**Aim of the exercise:** Gather every line from the entries below that includes "helpers".

**Excerpted records:**

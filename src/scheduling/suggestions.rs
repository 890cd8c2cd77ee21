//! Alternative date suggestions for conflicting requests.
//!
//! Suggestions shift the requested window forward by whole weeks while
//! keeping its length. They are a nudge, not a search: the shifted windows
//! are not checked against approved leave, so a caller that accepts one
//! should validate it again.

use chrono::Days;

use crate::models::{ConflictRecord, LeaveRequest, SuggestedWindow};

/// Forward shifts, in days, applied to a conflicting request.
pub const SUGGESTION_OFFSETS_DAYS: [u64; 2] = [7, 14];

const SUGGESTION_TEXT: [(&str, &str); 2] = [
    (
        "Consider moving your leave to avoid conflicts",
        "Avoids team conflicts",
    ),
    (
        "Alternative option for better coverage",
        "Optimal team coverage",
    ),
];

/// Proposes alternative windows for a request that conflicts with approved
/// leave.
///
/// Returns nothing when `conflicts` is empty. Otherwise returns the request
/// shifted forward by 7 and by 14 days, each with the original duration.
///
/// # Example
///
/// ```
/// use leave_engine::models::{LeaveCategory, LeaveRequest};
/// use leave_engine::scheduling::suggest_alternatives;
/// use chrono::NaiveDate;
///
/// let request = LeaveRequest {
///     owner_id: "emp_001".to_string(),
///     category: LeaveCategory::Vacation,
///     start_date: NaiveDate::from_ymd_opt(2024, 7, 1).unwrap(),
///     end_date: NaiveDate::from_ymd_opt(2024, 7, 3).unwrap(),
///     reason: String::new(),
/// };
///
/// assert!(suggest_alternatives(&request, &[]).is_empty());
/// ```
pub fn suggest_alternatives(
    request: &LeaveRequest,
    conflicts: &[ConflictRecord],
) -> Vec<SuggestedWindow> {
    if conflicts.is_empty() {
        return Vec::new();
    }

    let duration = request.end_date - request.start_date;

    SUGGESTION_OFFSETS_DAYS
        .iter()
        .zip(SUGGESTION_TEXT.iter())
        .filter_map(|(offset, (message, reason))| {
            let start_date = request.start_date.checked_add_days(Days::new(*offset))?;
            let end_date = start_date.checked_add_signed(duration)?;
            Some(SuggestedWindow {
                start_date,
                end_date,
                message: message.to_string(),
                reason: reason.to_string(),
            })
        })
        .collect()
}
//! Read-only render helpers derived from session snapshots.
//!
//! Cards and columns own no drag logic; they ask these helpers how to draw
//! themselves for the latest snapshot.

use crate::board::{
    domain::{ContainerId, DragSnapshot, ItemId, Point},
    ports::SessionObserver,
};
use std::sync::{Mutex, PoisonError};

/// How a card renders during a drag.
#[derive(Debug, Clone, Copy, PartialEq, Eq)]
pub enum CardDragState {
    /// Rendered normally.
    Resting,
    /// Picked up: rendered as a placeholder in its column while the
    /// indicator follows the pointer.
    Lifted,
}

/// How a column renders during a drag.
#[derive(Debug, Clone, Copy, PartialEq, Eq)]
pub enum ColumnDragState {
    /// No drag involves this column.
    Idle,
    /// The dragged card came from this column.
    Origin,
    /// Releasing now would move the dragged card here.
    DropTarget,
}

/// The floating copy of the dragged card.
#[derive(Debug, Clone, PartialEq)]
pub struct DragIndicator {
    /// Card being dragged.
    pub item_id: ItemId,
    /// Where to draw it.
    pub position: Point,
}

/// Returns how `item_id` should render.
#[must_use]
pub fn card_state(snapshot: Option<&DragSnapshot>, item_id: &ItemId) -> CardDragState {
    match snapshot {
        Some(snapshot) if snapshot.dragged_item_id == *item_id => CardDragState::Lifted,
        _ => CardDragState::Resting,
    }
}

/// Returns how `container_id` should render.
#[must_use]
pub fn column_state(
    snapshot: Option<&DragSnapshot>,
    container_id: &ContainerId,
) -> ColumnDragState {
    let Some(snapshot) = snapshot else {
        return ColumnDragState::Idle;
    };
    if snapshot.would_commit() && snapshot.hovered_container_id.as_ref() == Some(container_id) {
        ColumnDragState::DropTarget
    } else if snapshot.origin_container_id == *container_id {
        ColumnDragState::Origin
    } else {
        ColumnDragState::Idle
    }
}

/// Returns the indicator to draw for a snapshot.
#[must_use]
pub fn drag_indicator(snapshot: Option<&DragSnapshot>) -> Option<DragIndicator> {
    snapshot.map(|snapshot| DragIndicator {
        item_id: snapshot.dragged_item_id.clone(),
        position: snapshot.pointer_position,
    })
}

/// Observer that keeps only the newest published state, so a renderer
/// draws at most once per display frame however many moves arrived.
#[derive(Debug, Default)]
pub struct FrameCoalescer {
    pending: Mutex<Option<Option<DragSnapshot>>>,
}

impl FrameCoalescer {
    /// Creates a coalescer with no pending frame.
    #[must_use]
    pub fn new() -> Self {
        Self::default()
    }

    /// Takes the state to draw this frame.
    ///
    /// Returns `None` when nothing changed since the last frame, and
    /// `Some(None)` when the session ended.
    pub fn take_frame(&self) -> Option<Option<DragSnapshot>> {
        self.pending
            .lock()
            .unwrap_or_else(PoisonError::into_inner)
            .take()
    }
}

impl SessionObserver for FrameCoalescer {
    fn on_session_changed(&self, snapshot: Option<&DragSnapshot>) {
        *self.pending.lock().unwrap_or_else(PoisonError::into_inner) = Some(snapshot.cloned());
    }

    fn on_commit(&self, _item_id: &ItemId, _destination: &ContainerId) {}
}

**Answer for this exercise:**
//! Read-only render helpers derived from session snapshots.
//! Cards and columns own no drag logic; they ask these helpers how to draw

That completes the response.